第25話 6月14日 日曜日

 昨日はK市まで遠出をしてそのあとは学習センターで吹奏楽部の演奏を聴き疲れて家に帰ったはずなのにポストが気になってあまり眠れなかった。

 

 それでも昨日は昨日で意外と充実した一日だったのかもしれない。

 吹奏楽部が秋山さんが好きなアイドルの曲を演奏していて秋山さんに教えてもらっていなければ僕はなんの曲かわからなかっただろう。

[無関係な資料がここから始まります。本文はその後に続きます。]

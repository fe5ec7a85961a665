use crate::strategy::{CryptoError, CryptoStrategy, KeyPair};
use base64::{Engine, engine::general_purpose::STANDARD};
use openssl::{
    hash::MessageDigest,
    pkey::PKey,
    rsa::Rsa,
    sign::{Signer, Verifier},
};

const KEY_BITS: u32 = 2048;

/// RSA PKCS#1 v1.5 over SHA-256. Keys are PEM, signatures base64.
#[derive(Debug, Default, Clone, Copy)]
pub struct RsaStrategy;

impl RsaStrategy {
    pub const ALGORITHM: &'static str = "RSA";
}

impl CryptoStrategy for RsaStrategy {
    fn algorithm(&self) -> &'static str {
        Self::ALGORITHM
    }

    fn sign(&self, message: &[u8], private_key: &str) -> Result<String, CryptoError> {
        let key = PKey::private_key_from_pem(private_key.as_bytes())
            .map_err(|err| CryptoError::InvalidKey(err.to_string()))?;

        let mut signer = Signer::new(MessageDigest::sha256(), &key)
            .map_err(|err| CryptoError::Sign(err.to_string()))?;
        signer
            .update(message)
            .map_err(|err| CryptoError::Sign(err.to_string()))?;
        let signature = signer
            .sign_to_vec()
            .map_err(|err| CryptoError::Sign(err.to_string()))?;
        Ok(STANDARD.encode(signature))
    }

    fn verify(
        &self,
        message: &[u8],
        signature: &str,
        public_key: &str,
    ) -> Result<bool, CryptoError> {
        let key = PKey::public_key_from_pem(public_key.as_bytes())
            .map_err(|err| CryptoError::InvalidKey(err.to_string()))?;

        let Ok(signature) = STANDARD.decode(signature.trim()) else {
            return Ok(false);
        };
        let mut verifier = Verifier::new(MessageDigest::sha256(), &key)
            .map_err(|err| CryptoError::InvalidKey(err.to_string()))?;
        if verifier.update(message).is_err() {
            return Ok(false);
        }
        Ok(verifier.verify(&signature).unwrap_or(false))
    }

    fn generate_key_pair(&self) -> Result<KeyPair, CryptoError> {
        let rsa = Rsa::generate(KEY_BITS).map_err(|err| CryptoError::KeyGeneration(err.to_string()))?;
        let key = PKey::from_rsa(rsa).map_err(|err| CryptoError::KeyGeneration(err.to_string()))?;

        let private_key = key
            .private_key_to_pem_pkcs8()
            .map_err(|err| CryptoError::KeyGeneration(err.to_string()))?;
        let public_key = key
            .public_key_to_pem()
            .map_err(|err| CryptoError::KeyGeneration(err.to_string()))?;

        Ok(KeyPair::new(
            String::from_utf8_lossy(&public_key).into_owned(),
            String::from_utf8_lossy(&private_key).into_owned(),
        ))
    }
}

#[cfg(test)]
mod tests {
    use super::*;

    #[test]
    fn signs_and_verifies_with_pem_keys() {
        let strategy = RsaStrategy;
        let keys = strategy.generate_key_pair().unwrap();
        assert!(keys.public_key.starts_with("-----BEGIN PUBLIC KEY-----"));

        let signature = strategy.sign(b"payload", &keys.private_key).unwrap();
        assert!(strategy.verify(b"payload", &signature, &keys.public_key).unwrap());
        assert!(!strategy.verify(b"payload!", &signature, &keys.public_key).unwrap());
    }

    #[test]
    fn unusable_public_key_is_an_error() {
        let strategy = RsaStrategy;
        assert!(strategy.verify(b"payload", "AAAA", "not a pem").is_err());
    }
}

 そんなことを頭に過らせまるで受験結果の発表のようにポストのとろこまで行き颯爽と銀色のふたを開いてみた。

 えっ、封筒が二枚のままで増えてない。

 これはこれで思考が止まってしまう。


 休日はしっかり休むのか? これでまたどうしたらいいのかわからなくなった。

 スパムメールも事業としてやってる場合ゴールデンウィークのような長期休暇にはメールが届かなくなるというし。

 とはいえやっぱり詐欺の確率は低い気がする。

 なんだかすっきりしないままで家に戻った。

 そのあと、もう一回布団にくるまりゴロゴロする。



 気づけば寝てしまったようで昼近くに起きた。

 今日も外出の準備を終え電話ボックスに向かう。

 受話器を手にし、十一桁の番号を押した。 


 「あっ……」


 「もしもし拓海くん?」


 「はい。昨日はありがとうございました」


 「どうしたの?」


 僕は自分から電話をかけておいて気づいた。

 今日、菊池さんはカレンダーどおりの休みの日だった。

 むしろ僕が今日電話してしまったことで余計な心配をさせてしまったかもしれない。

 話題を変えて早めにきりあげよう。


 「今、言ったばっかりなんですけど昨日はどうもというお礼を」


 「いやいや、いいのいいの」


 「要件はそれだけです」


 「そっかい。ありがとう。じゃあまた明日ね」


 「はい」


 話を終えるとテレホンカードの残りは「4」になっていた。

 僕はまた電話ボックスの周辺を見回した。

 U町にだって公衆電話はある。

 そう、彼女はもうここにくることはないんだ。

 

 でも、心の中で「今日は日曜日だから」とごまかしてみる。

 僕はU町にある公衆電話の場所を一ヶ所だけ知っていた。

 それはU町の国道沿いにある大手ドラッグストアの前の歩道のところだ。

 

 ……またなんとなく受話器上げてテレホンカードを入れた。

 ボタンの「1」を押して、また「1」を押す。


 受話器の向こうでブツブツと音がしている。

 ……やめた……僕は受話器を置く。

 電話機がどうしてやめたんだ?というふうにピピーピピーピピーと鳴った。

 

 公衆電話はテレホンカードを出し終えるととたんに静かになった。

 ここであともうひとつ「11」につづく「1」のボタンを押せば”約束かどうかわからない約束”が叶わなくなってしまう気がした。


 「111」にかけるのをやめて僕は「117」に電話する。

 電話口の向こうで人工の女の人が今の時間を告げてきた。

 刻々と時間が経過していきテレホンカードの残りは「4」から「3」になった。


 もうすこしだけ電話ボックスにいようかな? 理由はふたつある。

 家に帰って家のポストを開けるといやおうでもまたあの白い封筒のことを考えなくちゃならない。

 そしてもうひとつ。

 どうして彼女はそんなに急に消えてしまったのか?って気持ちが大きくなるから。